Un campo non può essere coltivato per più anni di seguito con una stessa coltura, perché presenterebbe un fenomeno, detto stanchezza del terreno, che si manifesta con riduzione dei prodotti, minore resistenza alle malattie, aumento di piante infestanti, in altre parole minore resa. Le varie specie, infatti, assorbono in modo diverso gli elementi minerali, e quindi mutano la composizione chimica del terreno e anche quella della microflora e microfauna che tanta importanza hanno per la fertilità.
Le colture sono state classificate in preparatrici, miglioratrici e depauperanti.
Le colture preparatrici, esigendo profonde lavorazioni del terreno e numerosi lavori complementari, lasciano il suolo in buone condizioni di fertilità. Fanno parte di questo gruppo, ad esempio, il mais, la patata, la barbabietola.
Sono piante miglioratrici le leguminose da prato, come il trifoglio, e quelle da sovescio.
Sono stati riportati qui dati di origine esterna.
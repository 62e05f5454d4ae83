mod support;

use std::sync::Arc;
use std::sync::atomic::{AtomicBool, Ordering};
use std::time::Duration;

use async_trait::async_trait;
use futures::future::join_all;
use marquee_core::database::infrastructure::memory::{
    InMemoryCatalogRepository, InMemoryWatchProgressRepository,
};
use marquee_core::database::ports::catalog::CatalogRepository;
use marquee_core::database::ports::watch_progress::{
    CompletionWrite, ProgressOutcome, ProgressWrite, WatchProgressRepository,
};
use marquee_core::{AppUnitOfWork, ProgressTracker, Result, TrackerSettings};
use marquee_model::{
    EpisodeID, MovieID, MovieKind, ProgressRecord, UserID, ViewCountMode,
};

use support::{Fixture, movie, report};

#[tokio::test(flavor = "multi_thread", worker_threads = 4)]
async fn concurrent_first_reports_create_one_record_and_one_episode() {
    let fx = Fixture::new().await;
    let user = UserID::new();
    let content = fx.single.to_uuid();

    let reports = (1..=32_i32).map(|i| {
        let tracker = fx.tracker.clone();
        tokio::spawn(async move {
            tracker
                .report_progress(&report(user, content, f64::from(i), None))
                .await
        })
    });
    let results = join_all(reports).await;

    let episode_ids: std::collections::HashSet<_> = results
        .into_iter()
        .map(|joined| joined.expect("task joined").expect("report applied").episode_id)
        .collect();
    assert_eq!(episode_ids.len(), 1);
    assert_eq!(fx.catalog.episode_count().await, 2);

    let records = fx.tracker.list_progress(user).await.expect("listing");
    assert_eq!(records.len(), 1);
    // The furthest position always wins regardless of arrival order
    assert_eq!(records[0].current_time, 32.0);
    assert!(records[0].watch_count >= 1 && records[0].watch_count <= 32);
}

#[tokio::test(flavor = "multi_thread", worker_threads = 4)]
async fn racing_completions_count_one_view_per_record() {
    let fx = Fixture::new().await;
    let users: Vec<UserID> = (0..8).map(|_| UserID::new()).collect();
    let episode = fx.episode7.to_uuid();

    let reports = users.iter().flat_map(|&user| {
        [96.0, 97.0, 99.0, 100.0].into_iter().map(move |position| (user, position))
    });
    let tasks = reports.map(|(user, position)| {
        let tracker = fx.tracker.clone();
        tokio::spawn(async move {
            tracker
                .report_progress(&report(user, episode, position, Some(100.0)))
                .await
        })
    });
    for joined in join_all(tasks).await {
        joined.expect("task joined").expect("report applied");
    }

    for &user in &users {
        let records = fx.tracker.list_progress(user).await.expect("listing");
        assert_eq!(records.len(), 1);
        assert!(records[0].completed);
        assert_eq!(records[0].current_time, 100.0);
    }

    // Each completion's recount ran after its own write, so the last one to
    // store a value saw every completion
    assert_eq!(fx.view_count(fx.series).await, users.len() as i64);
}

/// Progress store whose first view recount stalls before it starts counting
#[derive(Debug, Clone)]
struct StallingRecountStore {
    inner: InMemoryWatchProgressRepository,
    stalled: Arc<AtomicBool>,
}

#[async_trait]
impl WatchProgressRepository for StallingRecountStore {
    async fn apply_report(&self, write: &ProgressWrite) -> Result<ProgressOutcome> {
        self.inner.apply_report(write).await
    }

    async fn apply_completion(&self, write: &CompletionWrite) -> Result<ProgressOutcome> {
        self.inner.apply_completion(write).await
    }

    async fn get_progress(
        &self,
        user_id: UserID,
        episode_id: EpisodeID,
    ) -> Result<Option<ProgressRecord>> {
        self.inner.get_progress(user_id, episode_id).await
    }

    async fn list_for_user(&self, user_id: UserID) -> Result<Vec<ProgressRecord>> {
        self.inner.list_for_user(user_id).await
    }

    async fn list_in_progress(
        &self,
        user_id: UserID,
        limit: usize,
    ) -> Result<Vec<ProgressRecord>> {
        self.inner.list_in_progress(user_id, limit).await
    }

    async fn recount_movie_views(
        &self,
        movie_id: MovieID,
        mode: ViewCountMode,
    ) -> Result<Option<u64>> {
        if !self.stalled.swap(true, Ordering::SeqCst) {
            tokio::time::sleep(Duration::from_millis(100)).await;
        }
        self.inner.recount_movie_views(movie_id, mode).await
    }
}

#[tokio::test(flavor = "multi_thread", worker_threads = 4)]
async fn late_finishing_recount_stores_the_current_count() -> anyhow::Result<()> {
    let catalog = InMemoryCatalogRepository::new();
    let movie_id = MovieID::new();
    catalog.insert_movie(movie(movie_id, MovieKind::Single, 100.0)).await;

    let store = StallingRecountStore {
        inner: InMemoryWatchProgressRepository::new(catalog.clone()),
        stalled: Arc::new(AtomicBool::new(false)),
    };
    let unit_of_work = Arc::new(AppUnitOfWork::new(
        Arc::new(catalog.clone()),
        Arc::new(store),
    ));
    let tracker = ProgressTracker::new(Arc::clone(&unit_of_work), TrackerSettings::default());

    let first = {
        let tracker = tracker.clone();
        tokio::spawn(async move {
            tracker
                .report_progress(&report(UserID::new(), movie_id.to_uuid(), 100.0, None))
                .await
        })
    };
    // Let the first completion reach its stalled recount
    tokio::time::sleep(Duration::from_millis(20)).await;
    tracker
        .report_progress(&report(UserID::new(), movie_id.to_uuid(), 100.0, None))
        .await?;
    first.await??;

    let stored = catalog.get_movie(movie_id).await?.map(|m| m.view_count);
    assert_eq!(stored, Some(2));
    Ok(())
}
Le leguminose da seme (pisello, fave, fagioli, ecc.) hanno caratteristiche intermedie di preparatrici-miglioratrici.
Sono piante depauperanti quelle che traggono profitto dalle colture precedenti e lasciano il suolo meno fertile di quanto l’abbiano trovato: il frumento è una tipica coltura depauperante.
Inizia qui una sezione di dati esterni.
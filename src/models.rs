use chrono::{DateTime, Utc};
use serde::{Deserialize, Serialize};
use std::fmt;
use std::path::PathBuf;
use std::str::FromStr;
use uuid::Uuid;
use validator::Validate;

#[derive(Debug, Clone, Copy, PartialEq, Eq, Serialize, Deserialize)]
#[serde(try_from = "String", into = "String")]
pub enum HttpMethod {
    Get,
    Post,
    Put,
    Delete,
}

impl HttpMethod {
    pub fn as_str(&self) -> &'static str {
        match self {
            HttpMethod::Get => "GET",
            HttpMethod::Post => "POST",
            HttpMethod::Put => "PUT",
            HttpMethod::Delete => "DELETE",
        }
    }

    /// Only POST and PUT requests carry a payload.
    pub fn accepts_body(&self) -> bool {
        matches!(self, HttpMethod::Post | HttpMethod::Put)
    }
}

impl FromStr for HttpMethod {
    type Err = String;

    fn from_str(s: &str) -> Result<Self, Self::Err> {
        match s.trim().to_uppercase().as_str() {
            "GET" => Ok(HttpMethod::Get),
            "POST" => Ok(HttpMethod::Post),
            "PUT" => Ok(HttpMethod::Put),
            "DELETE" => Ok(HttpMethod::Delete),
            _ => Err(format!("Unsupported HTTP method: {}", s)),
        }
    }
}

impl TryFrom<String> for HttpMethod {
    type Error = String;

    fn try_from(value: String) -> Result<Self, Self::Error> {
        value.parse()
    }
}

impl From<HttpMethod> for String {
    fn from(method: HttpMethod) -> Self {
        method.as_str().to_string()
    }
}

impl fmt::Display for HttpMethod {
    fn fmt(&self, f: &mut fmt::Formatter<'_>) -> fmt::Result {
        f.write_str(self.as_str())
    }
}

/// Parameters of one load test run.
#[derive(Debug, Clone, PartialEq, Serialize, Deserialize, Validate)]
#[serde(rename_all = "camelCase")]
pub struct RunSpec {
    #[validate(url)]
    pub target_url: String,

    #[validate(range(min = 1, max = 1000))]
    pub virtual_users: u32,

    #[validate(range(min = 1, max = 3600))]
    pub duration: u32, // seconds

    pub method: HttpMethod,

    #[serde(default)]
    pub body: Option<String>,
}

impl RunSpec {
    pub fn new(target_url: impl Into<String>, virtual_users: u32, duration: u32) -> Self {
        Self {
            target_url: target_url.into(),
            virtual_users,
            duration,
            method: HttpMethod::Get,
            body: None,
        }
    }

    pub fn with_method(mut self, method: HttpMethod) -> Self {
        self.method = method;
        self
    }

    pub fn with_body(mut self, body: impl Into<String>) -> Self {
        self.body = Some(body.into());
        self
    }

    /// The body that is actually sent: present only for POST/PUT with a
    /// non-blank body.
    pub fn effective_body(&self) -> Option<&str> {
        if !self.method.accepts_body() {
            return None;
        }
        self.body.as_deref().filter(|b| !b.trim().is_empty())
    }
}

/// Per-invocation state owned by the runner.
#[derive(Debug, Clone)]
pub struct RunContext {
    pub id: Uuid,
    pub spec: RunSpec,
    /// Workspace directory as the service sees it.
    pub workspace_dir: PathBuf,
    /// Workspace directory as the Docker daemon sees it.
    pub bind_source: PathBuf,
    pub mount_dir: String,
    pub created_at: DateTime<Utc>,
}

impl RunContext {
    pub fn script_in_container(&self) -> String {
        format!("{}/{}", self.mount_dir, crate::workspace::SCRIPT_FILE)
    }

    pub fn results_in_container(&self) -> String {
        format!("{}/{}", self.mount_dir, crate::workspace::RESULTS_FILE)
    }
}

/// Lifecycle phases of a run, used for progress logging.
#[derive(Debug, Clone, Copy, PartialEq, Eq)]
pub enum RunPhase {
    Init,
    ImageReady,
    WorkspaceReady,
    Created,
    Started,
    Exited,
    ResultRead,
    Cleaned,
    Failed,
}

impl fmt::Display for RunPhase {
    fn fmt(&self, f: &mut fmt::Formatter<'_>) -> fmt::Result {
        let name = match self {
            RunPhase::Init => "init",
            RunPhase::ImageReady => "image_ready",
            RunPhase::WorkspaceReady => "workspace_ready",
            RunPhase::Created => "created",
            RunPhase::Started => "started",
            RunPhase::Exited => "exited",
            RunPhase::ResultRead => "result_read",
            RunPhase::Cleaned => "cleaned",
            RunPhase::Failed => "failed",
        };
        f.write_str(name)
    }
}

pub const NO_RESULT_FILE_MESSAGE: &str =
    "Test completed successfully, but no result file was generated.";

/// Successful outcome of a run.
#[derive(Debug, Clone, PartialEq)]
pub enum RunOutcome {
    /// Raw content of the k6 summary export.
    Metrics(String),
    /// The runner exited cleanly without writing a summary.
    NoResultFile { logs: String, logs_complete: bool },
}

impl RunOutcome {
    pub fn has_metrics(&self) -> bool {
        matches!(self, RunOutcome::Metrics(_))
    }

    pub fn into_payload(self) -> String {
        match self {
            RunOutcome::Metrics(content) => content,
            RunOutcome::NoResultFile {
                logs,
                logs_complete,
            } => serde_json::json!({
                "message": NO_RESULT_FILE_MESSAGE,
                "resultFile": false,
                "logs": logs,
                "logsComplete": logs_complete,
            })
            .to_string(),
        }
    }
}

#[derive(Debug, Clone, Serialize, Deserialize)]
pub struct HealthResponse {
    pub status: String,
    pub version: String,
    pub uptime_seconds: u64,
    pub active_runs: usize,
    pub total_runs: u64,
    pub successful_runs: u64,
    pub failed_runs: u64,
    pub docker_status: String,
}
Per tutti questi motivi è importante alternare le coltivazioni su un medesimo terreno secondo un certo ordine: se l’ordine è predeterminato rigidamente avremo la rotazione; se l’ordine non è predeterminato avremo un avvicendamento libero.
Attualmente i princìpi della rotazione vengono in parte trascurati perché la scelta delle coltivazioni da effettuare ogni anno sui terreni dipende da criteri di convenienza economica. In altre parole, si cerca di coltivare quei prodotti che danno un maggior reddito.